__Exercise prompt__. The expected answer comprises all lines from the entries that contain the string "enum".

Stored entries
== == ==
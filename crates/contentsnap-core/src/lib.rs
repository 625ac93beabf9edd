//! Version resolution and content snap generation for contentsnap.
//!
//! This crate ties the schema documents together: it resolves each content
//! snap's symbolic `version` against the library catalogue (`resolve`),
//! runs the load → resolve → write pipeline over files (`run_resolve`), and
//! renders per-snap build directories from a template tree (`generate`).

pub mod generate;
pub mod pipeline;
pub mod resolve;
pub mod template;

pub use generate::{
    catalogue_path_for, generate, load_content_snaps, write_content_snap, ContentSnap,
    GenerateOptions, GenerateReport, GeneratedSnap, DEFAULT_DESTINATION,
};
pub use pipeline::{
    load_catalogue, load_manifest, run_resolve, write_atomic, write_manifest, ResolvePaths,
    ResolveReport, DEFAULT_CATALOGUE, DEFAULT_MANIFEST, DEFAULT_OUTPUT,
};
pub use resolve::{resolve, resolve_in_place, ResolveError, ResolvedSnap};
pub use template::substitute;

use contentsnap_schema::{CatalogueError, ManifestError};
use std::path::{Path, PathBuf};
use thiserror::Error;

#[derive(Debug, Error)]
pub enum CoreError {
    #[error("parse error: {}: {source}", path.display())]
    Catalogue {
        path: PathBuf,
        source: CatalogueError,
    },
    #[error("parse error: {}: {source}", path.display())]
    Manifest {
        path: PathBuf,
        source: ManifestError,
    },
    #[error("lookup error: {0}")]
    Resolve(#[from] ResolveError),
    #[error("I/O error: {}: {source}", path.display())]
    Io {
        path: PathBuf,
        source: std::io::Error,
    },
    #[error("serialization error: {0}")]
    Serialize(ManifestError),
    #[error("template error: no template for '{snap}' in {}", dir.display())]
    MissingTemplate { snap: String, dir: PathBuf },
}

/// Coarse classification of a [`CoreError`], used to pick exit codes.
#[derive(Debug, Clone, Copy, PartialEq, Eq)]
pub enum ErrorKind {
    Parse,
    Lookup,
    Io,
    Other,
}

impl CoreError {
    pub fn kind(&self) -> ErrorKind {
        match self {
            Self::Catalogue { .. } | Self::Manifest { .. } => ErrorKind::Parse,
            Self::Resolve(_) => ErrorKind::Lookup,
            Self::Io { .. } => ErrorKind::Io,
            Self::Serialize(_) | Self::MissingTemplate { .. } => ErrorKind::Other,
        }
    }

    /// Adapter for `map_err` that attaches the offending path to an I/O error.
    pub(crate) fn io(path: &Path) -> impl FnOnce(std::io::Error) -> Self + '_ {
        move |source| Self::Io {
            path: path.to_path_buf(),
            source,
        }
    }
}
== == ==
__The answer__.
pub enum CoreError {
pub enum ErrorKind {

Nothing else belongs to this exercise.